While here, Wilder struggled with his sexuality. A gregarious dinner guest and a fine dancer, he could have passed as a ladies man. He seems even to have fooled himself. He funded a post-college trip to Europe for a grave, handsome philosophy major named Robert Davis, meeting him innocently along the way for an extended motor trip to the rural French summer home Stein shared with her “companion-lover-amanuensis” Alice B. Toklas.
Things took a different turn with the English professor Samuel Steward, who taught at Loyola and DePaul and later gained notoriety as the tattoo artist Phil Sparrow and the erotic gay novelist Phil Andros. The two men met in Zurich in September 1937, where, it seems, they had at least one clumsy sexual encounter. According to Steward, the affair continued back in Chicago. “Thornton always went about sex as though it was something going on behind his back and he didn’t know anything about it,” Steward recalled years later.
Wilder stopped teaching at the U. of C. in 1937. He returned occasionally to the city and remained close friends with Hutchins, who invited him to lecture in July 1949 at the Goethe festival in the old Colorado silver town of Aspen, then being transformed into a mountain resort—“a sort of Chautauqua of the West,” as Niven aptly describes it—by the Chicagoan Walter Paepcke. Wilder dedicated his last novel, Theophilus North, to Hutchins, who reciprocated by eulogizing his old friend at his January 1976 memorial service.

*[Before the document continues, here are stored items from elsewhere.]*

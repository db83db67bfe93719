use crate::Environment;
use tracing::{debug, info};
use tracing_subscriber::{prelude::*, EnvFilter};

/// Install color-eyre with the project-standard configuration.
///
/// Call this first thing in `main()`. Safe to call multiple times.
pub fn install_color_eyre() {
    let _ = color_eyre::config::HookBuilder::default()
        .display_location_section(true)
        .display_env_section(false)
        .install();
}

/// Initialize tracing with environment-aware output and span capture.
///
/// - **Production** (`APP_ENV=production`): flattened JSON for log
///   aggregation, default filter `info`.
/// - **Development** (default): pretty output, default filter
///   `debug` for workspace crates and `info` for everything else.
///
/// `RUST_LOG` overrides the default filter in both modes. Calling this more
/// than once is a no-op after the first successful call.
pub fn init_tracing(environment: &Environment) {
    let is_production = environment.is_production();

    let filter = EnvFilter::try_from_default_env().unwrap_or_else(|_| {
        if is_production {
            EnvFilter::new("info,lapin=warn")
        } else {
            EnvFilter::new("info,messaging=debug,broker_worker=debug,lapin=info")
        }
    });

    let result = if is_production {
        tracing_subscriber::registry()
            .with(
                tracing_subscriber::fmt::layer()
                    .json()
                    .with_target(false)
                    .flatten_event(true),
            )
            .with(tracing_error::ErrorLayer::default())
            .with(filter)
            .try_init()
    } else {
        tracing_subscriber::registry()
            .with(
                tracing_subscriber::fmt::layer()
                    .with_target(true)
                    .with_file(false)
                    .with_line_number(false)
                    .pretty(),
            )
            .with(tracing_error::ErrorLayer::default())
            .with(filter)
            .try_init()
    };

    match result {
        Ok(_) => {
            info!(environment = ?environment, "Tracing initialized");
        }
        Err(_) => {
            // Already initialized (common in tests)
            debug!("Tracing already initialized, skipping re-initialization");
        }
    }
}
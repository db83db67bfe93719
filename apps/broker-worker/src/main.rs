//! Broker Worker Service - Entry Point
//!
//! Long-running consumer that keeps its broker subscription alive across
//! connection drops.

#[tokio::main]
async fn main() -> eyre::Result<()> {
    broker_worker::run().await
}
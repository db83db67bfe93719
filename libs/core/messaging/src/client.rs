//! The capability set every broker backend implements.

use crate::error::{BrokerError, BrokerResult};
use async_trait::async_trait;
use std::fmt;
use std::sync::Arc;
use tokio::sync::mpsc;

/// A message handed to a consume handler.
#[derive(Debug, Clone, PartialEq, Eq)]
pub struct Delivery {
    /// Queue the message was consumed from
    pub queue: String,

    /// Raw message body
    pub body: Vec<u8>,

    /// Backend delivery tag, when the backend has one
    pub delivery_tag: Option<u64>,
}

impl Delivery {
    pub fn new(queue: impl Into<String>, body: impl Into<Vec<u8>>) -> Self {
        Self {
            queue: queue.into(),
            body: body.into(),
            delivery_tag: None,
        }
    }
}

/// Callback invoked for every consumed message.
pub type MessageHandler = Arc<dyn Fn(Delivery) + Send + Sync>;

/// Broker client capability set.
///
/// Implementations own their backend connection state. `connect` must be safe
/// to call repeatedly after a failure; the connection manager retries it.
#[async_trait]
pub trait BrokerClient: Send + Sync {
    /// Backend name for logging.
    fn name(&self) -> &'static str;

    /// Establish the backend connection.
    async fn connect(&self) -> BrokerResult<()>;

    /// Close the backend connection and any channels opened on it.
    async fn close_connection(&self) -> BrokerResult<()>;

    /// Start consuming `queue`, delivering each message to `handler`.
    ///
    /// Returns once the subscription is set up; delivery happens in the
    /// background.
    async fn consume(&self, queue: &str, handler: MessageHandler) -> BrokerResult<()>;

    /// Publish `body` to `queue`.
    async fn publish(&self, queue: &str, body: &[u8]) -> BrokerResult<()>;

    /// Report future connection loss on `notifier`.
    ///
    /// Backends without connection-level error events keep the default no-op.
    fn watch_connection(&self, _notifier: ReconnectNotifier) {}
}

impl fmt::Debug for dyn BrokerClient {
    fn fmt(&self, f: &mut fmt::Formatter<'_>) -> fmt::Result {
        f.debug_struct("BrokerClient")
            .field("backend", &self.name())
            .finish()
    }
}

/// Sending half of the reconnection channel.
///
/// Consumers report a dropped connection by calling [`ReconnectNotifier::notify`];
/// the reconnection supervisor receives it and restores connectivity.
#[derive(Debug, Clone)]
pub struct ReconnectNotifier {
    tx: mpsc::Sender<BrokerError>,
}

impl ReconnectNotifier {
    /// Queue a reconnection request without waiting.
    ///
    /// Fails with [`BrokerError::ChannelClosed`] when the supervisor is gone.
    /// A full channel already holds a pending request, so the new one is
    /// dropped.
    pub fn notify(&self, error: BrokerError) -> BrokerResult<()> {
        match self.tx.try_send(error) {
            Ok(()) => Ok(()),
            Err(mpsc::error::TrySendError::Full(dropped)) => {
                tracing::debug!(error = %dropped, "Reconnect already pending, dropping notification");
                Ok(())
            }
            Err(mpsc::error::TrySendError::Closed(_)) => Err(BrokerError::ChannelClosed),
        }
    }

    /// Send a reconnection request, waiting for capacity.
    pub async fn send(&self, error: BrokerError) -> BrokerResult<()> {
        self.tx
            .send(error)
            .await
            .map_err(|_| BrokerError::ChannelClosed)
    }

    /// Whether both notifiers feed the same supervisor channel.
    pub fn same_channel(&self, other: &ReconnectNotifier) -> bool {
        self.tx.same_channel(&other.tx)
    }

    pub fn is_closed(&self) -> bool {
        self.tx.is_closed()
    }

    /// A handle that does not keep the channel open.
    pub fn downgrade(&self) -> WeakReconnectNotifier {
        WeakReconnectNotifier {
            tx: self.tx.downgrade(),
        }
    }
}

/// Non-owning [`ReconnectNotifier`].
#[derive(Debug, Clone)]
pub struct WeakReconnectNotifier {
    tx: mpsc::WeakSender<BrokerError>,
}

impl WeakReconnectNotifier {
    /// Returns `None` once every strong notifier has been dropped.
    pub fn upgrade(&self) -> Option<ReconnectNotifier> {
        self.tx.upgrade().map(|tx| ReconnectNotifier { tx })
    }
}

/// Receiving half of the reconnection channel, owned by the supervisor.
#[derive(Debug)]
pub struct ReconnectReceiver {
    rx: mpsc::Receiver<BrokerError>,
}

impl ReconnectReceiver {
    /// Wait for the next reconnection request.
    ///
    /// Returns `None` once every notifier has been dropped.
    pub async fn recv(&mut self) -> Option<BrokerError> {
        self.rx.recv().await
    }
}

/// Create a reconnection channel holding up to `capacity` pending requests.
pub fn reconnect_channel(capacity: usize) -> (ReconnectNotifier, ReconnectReceiver) {
    let (tx, rx) = mpsc::channel(capacity.max(1));
    (ReconnectNotifier { tx }, ReconnectReceiver { rx })
}

#[cfg(test)]
mod tests {
    use super::*;

    #[tokio::test]
    async fn test_notify_and_receive() {
        let (notifier, mut receiver) = reconnect_channel(4);
        notifier.notify(BrokerError::connection("dropped")).unwrap();

        let received = receiver.recv().await.unwrap();
        assert!(matches!(received, BrokerError::Connection(msg) if msg == "dropped"));
    }

    #[tokio::test]
    async fn test_notify_after_receiver_dropped() {
        let (notifier, receiver) = reconnect_channel(1);
        drop(receiver);

        assert!(notifier.is_closed());
        let err = notifier.notify(BrokerError::connection("dropped")).unwrap_err();
        assert!(matches!(err, BrokerError::ChannelClosed));
    }

    #[tokio::test]
    async fn test_full_channel_drops_notification() {
        let (notifier, mut receiver) = reconnect_channel(1);
        notifier.notify(BrokerError::connection("first")).unwrap();
        notifier.notify(BrokerError::connection("second")).unwrap();

        let received = receiver.recv().await.unwrap();
        assert!(matches!(received, BrokerError::Connection(msg) if msg == "first"));
    }

    #[tokio::test]
    async fn test_receiver_ends_when_notifiers_dropped() {
        let (notifier, mut receiver) = reconnect_channel(1);
        drop(notifier);
        assert!(receiver.recv().await.is_none());
    }

    #[tokio::test]
    async fn test_weak_notifier_does_not_keep_channel_open() {
        let (notifier, mut receiver) = reconnect_channel(1);
        let weak = notifier.downgrade();

        let upgraded = weak.upgrade().unwrap();
        assert!(upgraded.same_channel(&notifier));
        drop(upgraded);

        drop(notifier);
        assert!(weak.upgrade().is_none());
        assert!(receiver.recv().await.is_none());
    }

    #[test]
    fn test_same_channel() {
        let (a, _rx_a) = reconnect_channel(1);
        let (b, _rx_b) = reconnect_channel(1);

        assert!(a.same_channel(&a.clone()));
        assert!(!a.same_channel(&b));
    }
}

As a young man, Wilder confessed, “I weep myself ill over biography.” An intensely private man, he’d likely have cried a river over Niven’s extraordinary rendering of his life. As for me, the mark of a good literary biography is that it compels you to go back and explore a writer’s work. In this instance, I picked up Wilder’s Bridge of San Luis Rey, which I’d first read—and found tedious—when I was 12 or 13. What a revelation! It turns out that good books, like youth itself, are often wasted on the young.